**TASK DETAILS**
List each line of the data that holds the string "SyntheticProtocolClient".

= = = = =

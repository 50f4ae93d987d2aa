//! Mirror-style synthetic asset protocol.
//!
//! CDPs live in the mint contract, prices come from the oracle and the
//! collateral oracle, each asset trades against the stable in its own AMM
//! pair and LP tokens are bonded in the staking contract.

use async_trait::async_trait;
use rust_decimal::Decimal;
use serde::Deserialize;
use serde_json::{json, Value};
use std::sync::Arc;
use tracing::debug;

use super::{cw20_increase_allowance, cw20_send, AssetConfig, SyntheticProtocolClient};
use crate::client::ChainClient;
use crate::error::{ChainError, ChainResult};
use crate::types::{
    parse_decimal, AssetInfo, Coin, Message, OraclePrice, PoolInfo, PositionInfo, RewardInfo,
    SwapSimulation,
};

/// Protocol-wide contract addresses.
#[derive(Debug, Clone)]
pub struct MirrorContracts {
    pub mint: String,
    pub oracle: String,
    pub staking: String,
    pub collateral_oracle: String,
    /// Native denom the pairs quote against
    pub stable_denom: String,
}

/// One listed synthetic asset.
#[derive(Debug, Clone, PartialEq, Eq)]
pub struct MirrorAsset {
    pub symbol: String,
    pub token: String,
    pub pair: String,
    pub lp_token: String,
}

#[derive(Debug, Deserialize)]
struct RawAsset {
    info: AssetInfo,
    amount: String,
}

#[derive(Debug, Deserialize)]
struct RawPosition {
    idx: String,
    collateral: RawAsset,
    asset: RawAsset,
    #[serde(default)]
    is_short: bool,
}

#[derive(Debug, Deserialize)]
struct RawPositions {
    positions: Vec<RawPosition>,
}

#[derive(Debug, Deserialize)]
struct RawPool {
    assets: Vec<RawAsset>,
    total_share: String,
}

#[derive(Debug, Deserialize)]
struct RawRewardInfo {
    bond_amount: String,
    #[serde(default)]
    is_short: bool,
}

#[derive(Debug, Deserialize)]
struct RawRewardInfos {
    reward_infos: Vec<RawRewardInfo>,
}

fn micro(amount: &str, context: &str) -> ChainResult<Decimal> {
    amount
        .parse()
        .map_err(|_| ChainError::decode(context, format!("bad amount {amount}")))
}

fn decode<T: serde::de::DeserializeOwned>(value: Value, context: &str) -> ChainResult<T> {
    serde_json::from_value(value).map_err(|e| ChainError::decode(context, e.to_string()))
}

impl TryFrom<RawPosition> for PositionInfo {
    type Error = ChainError;

    fn try_from(raw: RawPosition) -> ChainResult<Self> {
        Ok(PositionInfo {
            collateral_amount: micro(&raw.collateral.amount, "position collateral")?,
            asset_amount: micro(&raw.asset.amount, "position asset")?,
            idx: raw.idx,
            collateral: raw.collateral.info,
            asset: raw.asset.info,
            is_short: raw.is_short,
        })
    }
}

/// Mirror protocol bound to one wallet.
#[derive(Debug)]
pub struct MirrorProtocol {
    contracts: MirrorContracts,
    assets: Vec<MirrorAsset>,
    chain: Arc<dyn ChainClient>,
}

impl MirrorProtocol {
    pub fn new(chain: Arc<dyn ChainClient>, contracts: MirrorContracts, assets: Vec<MirrorAsset>) -> Self {
        Self {
            contracts,
            assets,
            chain,
        }
    }

    pub fn assets(&self) -> &[MirrorAsset] {
        &self.assets
    }

    fn sender(&self) -> &str {
        self.chain.address()
    }

    fn listed(&self, asset_token: &str) -> ChainResult<&MirrorAsset> {
        self.assets
            .iter()
            .find(|a| a.token == asset_token)
            .ok_or_else(|| ChainError::UnknownAsset(asset_token.to_string()))
    }

    fn stable_asset(&self, amount: Decimal) -> Value {
        AssetInfo::native(&self.contracts.stable_denom).to_asset_json(amount)
    }

    fn stable_coins(&self, amount: Decimal) -> Vec<Coin> {
        vec![Coin::from_whole(&self.contracts.stable_denom, amount)]
    }

    /// Provide liquidity through the staking contract and bond the LP.
    fn auto_stake(&self, asset_token: &str, asset_amount: Decimal, stable_amount: Decimal) -> Vec<Message> {
        let sender = self.sender();
        vec![
            cw20_increase_allowance(sender, asset_token, &self.contracts.staking, asset_amount),
            Message::execute(
                sender,
                &self.contracts.staking,
                json!({
                    "auto_stake": {
                        "assets": [
                            self.stable_asset(stable_amount),
                            AssetInfo::token(asset_token).to_asset_json(asset_amount),
                        ],
                        "slippage_tolerance": null,
                    }
                }),
            )
            .with_coins(self.stable_coins(stable_amount)),
        ]
    }
}

#[async_trait]
impl SyntheticProtocolClient for MirrorProtocol {
    async fn get_positions(&self, owner: &str) -> ChainResult<Vec<PositionInfo>> {
        let query = json!({ "positions": { "owner_addr": owner } });
        let value = self.chain.query_contract(&self.contracts.mint, &query).await?;
        let raw: RawPositions = decode(value, "positions")?;
        raw.positions.into_iter().map(PositionInfo::try_from).collect()
    }

    async fn get_position(&self, idx: &str) -> ChainResult<PositionInfo> {
        let query = json!({ "position": { "position_idx": idx } });
        let value = self.chain.query_contract(&self.contracts.mint, &query).await?;
        let raw: RawPosition = decode(value, "position")?;
        PositionInfo::try_from(raw)
    }

    async fn get_asset_config(&self, asset_token: &str) -> ChainResult<AssetConfig> {
        let query = json!({ "asset_config": { "asset_token": asset_token } });
        let value = self.chain.query_contract(&self.contracts.mint, &query).await?;
        let min_collateral_ratio = parse_decimal(&value["min_collateral_ratio"])
            .ok_or_else(|| ChainError::decode("asset_config", "missing min_collateral_ratio"))?;
        Ok(AssetConfig {
            min_collateral_ratio,
        })
    }

    async fn get_collateral_price(&self, collateral: &str) -> ChainResult<Decimal> {
        let query = json!({ "collateral_price": { "asset": collateral } });
        let value = self
            .chain
            .query_contract(&self.contracts.collateral_oracle, &query)
            .await?;
        parse_decimal(&value["rate"])
            .ok_or_else(|| ChainError::decode("collateral_price", "missing rate"))
    }

    async fn get_collateral_multiplier(&self, collateral: &str) -> ChainResult<Decimal> {
        let query = json!({ "collateral_asset_info": { "asset": collateral } });
        let value = self
            .chain
            .query_contract(&self.contracts.collateral_oracle, &query)
            .await?;
        parse_decimal(&value["multiplier"])
            .ok_or_else(|| ChainError::decode("collateral_asset_info", "missing multiplier"))
    }

    async fn get_oracle_price(&self, denom: &str, asset_token: &str) -> ChainResult<OraclePrice> {
        let query = json!({ "price": { "base_asset": denom, "quote_asset": asset_token } });
        let value = self.chain.query_contract(&self.contracts.oracle, &query).await?;
        let rate = parse_decimal(&value["rate"])
            .ok_or_else(|| ChainError::decode("oracle price", "missing rate"))?;
        let last_updated_quote = value["last_updated_quote"]
            .as_u64()
            .ok_or_else(|| ChainError::decode("oracle price", "missing last_updated_quote"))?;

        Ok(OraclePrice {
            rate,
            last_updated_quote,
        })
    }

    async fn get_pool_info(&self, asset_token: &str) -> ChainResult<PoolInfo> {
        let asset = self.listed(asset_token)?;
        let value = self.chain.query_contract(&asset.pair, &json!({ "pool": {} })).await?;
        let raw: RawPool = decode(value, "pool")?;

        let mut stable_reserve = None;
        let mut asset_reserve = None;
        for reserve in &raw.assets {
            let amount = micro(&reserve.amount, "pool reserve")?;
            match &reserve.info {
                AssetInfo::NativeToken { denom } if *denom == self.contracts.stable_denom => {
                    stable_reserve = Some(amount)
                }
                AssetInfo::Token { contract_addr } if *contract_addr == asset.token => {
                    asset_reserve = Some(amount)
                }
                _ => {}
            }
        }

        match (stable_reserve, asset_reserve) {
            (Some(stable_reserve), Some(asset_reserve)) => Ok(PoolInfo {
                stable_reserve,
                asset_reserve,
                total_share: micro(&raw.total_share, "pool total_share")?,
            }),
            _ => Err(ChainError::decode(&asset.pair, "pool is not an asset/stable pair")),
        }
    }

    async fn get_reward_info(&self, owner: &str, asset_token: &str) -> ChainResult<Vec<RewardInfo>> {
        let query = json!({ "reward_info": { "staker_addr": owner, "asset_token": asset_token } });
        let value = self.chain.query_contract(&self.contracts.staking, &query).await?;
        let raw: RawRewardInfos = decode(value, "reward_info")?;

        raw.reward_infos
            .into_iter()
            .map(|info| {
                Ok(RewardInfo {
                    bond_amount: micro(&info.bond_amount, "bond_amount")?,
                    is_short: info.is_short,
                })
            })
            .collect()
    }

    async fn reverse_simulate(&self, asset_token: &str, amount: Decimal) -> ChainResult<SwapSimulation> {
        let asset = self.listed(asset_token)?;
        let query = json!({
            "reverse_simulation": {
                "ask_asset": AssetInfo::token(asset_token).to_asset_json(amount)
            }
        });
        let value = self.chain.query_contract(&asset.pair, &query).await?;
        let field = |name: &str| {
            parse_decimal(&value[name])
                .ok_or_else(|| ChainError::decode("reverse_simulation", format!("missing {name}")))
        };

        let simulation = SwapSimulation {
            offer_amount: field("offer_amount")?,
            spread_amount: field("spread_amount")?,
            commission_amount: field("commission_amount")?,
        };
        debug!(asset = %asset.symbol, amount = %amount, cost = %simulation.total_cost(), "Reverse simulation");
        Ok(simulation)
    }

    fn asset_token(&self, symbol: &str) -> Option<&str> {
        self.assets
            .iter()
            .find(|a| a.symbol == symbol)
            .map(|a| a.token.as_str())
    }

    fn mint(&self, idx: &str, asset_token: &str, amount: Decimal) -> ChainResult<Message> {
        self.listed(asset_token)?;
        Ok(Message::execute(
            self.sender(),
            &self.contracts.mint,
            json!({
                "mint": {
                    "position_idx": idx,
                    "asset": AssetInfo::token(asset_token).to_asset_json(amount),
                }
            }),
        ))
    }

    fn burn(&self, idx: &str, asset_token: &str, amount: Decimal) -> ChainResult<Message> {
        self.listed(asset_token)?;
        Ok(cw20_send(
            self.sender(),
            asset_token,
            &self.contracts.mint,
            amount,
            &json!({ "burn": { "position_idx": idx } }),
        ))
    }

    fn deposit(&self, idx: &str, collateral: &AssetInfo, amount: Decimal) -> ChainResult<Message> {
        let sender = self.sender();
        Ok(match collateral {
            AssetInfo::Token { contract_addr } => cw20_send(
                sender,
                contract_addr,
                &self.contracts.mint,
                amount,
                &json!({ "deposit": { "position_idx": idx } }),
            ),
            AssetInfo::NativeToken { denom } => Message::execute(
                sender,
                &self.contracts.mint,
                json!({
                    "deposit": {
                        "position_idx": idx,
                        "collateral": collateral.to_asset_json(amount),
                    }
                }),
            )
            .with_coins(vec![Coin::from_whole(denom, amount)]),
        })
    }

    fn withdraw(&self, idx: &str, collateral: &AssetInfo, amount: Decimal) -> ChainResult<Message> {
        Ok(Message::execute(
            self.sender(),
            &self.contracts.mint,
            json!({
                "withdraw": {
                    "position_idx": idx,
                    "collateral": collateral.to_asset_json(amount),
                }
            }),
        ))
    }

    fn stake(&self, asset_token: &str, asset_amount: Decimal, stable_amount: Decimal) -> ChainResult<Vec<Message>> {
        self.listed(asset_token)?;
        Ok(self.auto_stake(asset_token, asset_amount, stable_amount))
    }

    fn unstake(&self, asset_token: &str, lp_amount: Decimal) -> ChainResult<Message> {
        self.listed(asset_token)?;
        Ok(Message::execute(
            self.sender(),
            &self.contracts.staking,
            json!({
                "unbond": {
                    "asset_token": asset_token,
                    "amount": crate::types::to_micro_string(lp_amount),
                }
            }),
        ))
    }

    fn withdraw_liquidity(&self, asset_token: &str, lp_amount: Decimal) -> ChainResult<Message> {
        let asset = self.listed(asset_token)?;
        Ok(cw20_send(
            self.sender(),
            &asset.lp_token,
            &asset.pair,
            lp_amount,
            &json!({ "withdraw_liquidity": {} }),
        ))
    }

    fn swap_and_provide_liquidity(
        &self,
        asset_token: &str,
        asset_amount: Decimal,
        swap_stable: Decimal,
        lp_stable: Decimal,
    ) -> ChainResult<Vec<Message>> {
        let asset = self.listed(asset_token)?;
        let sender = self.sender();

        let mut messages = vec![Message::execute(
            sender,
            &asset.pair,
            json!({
                "swap": {
                    "offer_asset": self.stable_asset(swap_stable),
                    "to": sender,
                }
            }),
        )
        .with_coins(self.stable_coins(swap_stable))];
        messages.extend(self.auto_stake(asset_token, asset_amount, lp_stable));
        Ok(messages)
    }
}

= = = = =

**OUTPUT FOR THIS TASK**
use super::{cw20_increase_allowance, cw20_send, AssetConfig, SyntheticProtocolClient};
impl SyntheticProtocolClient for MirrorProtocol {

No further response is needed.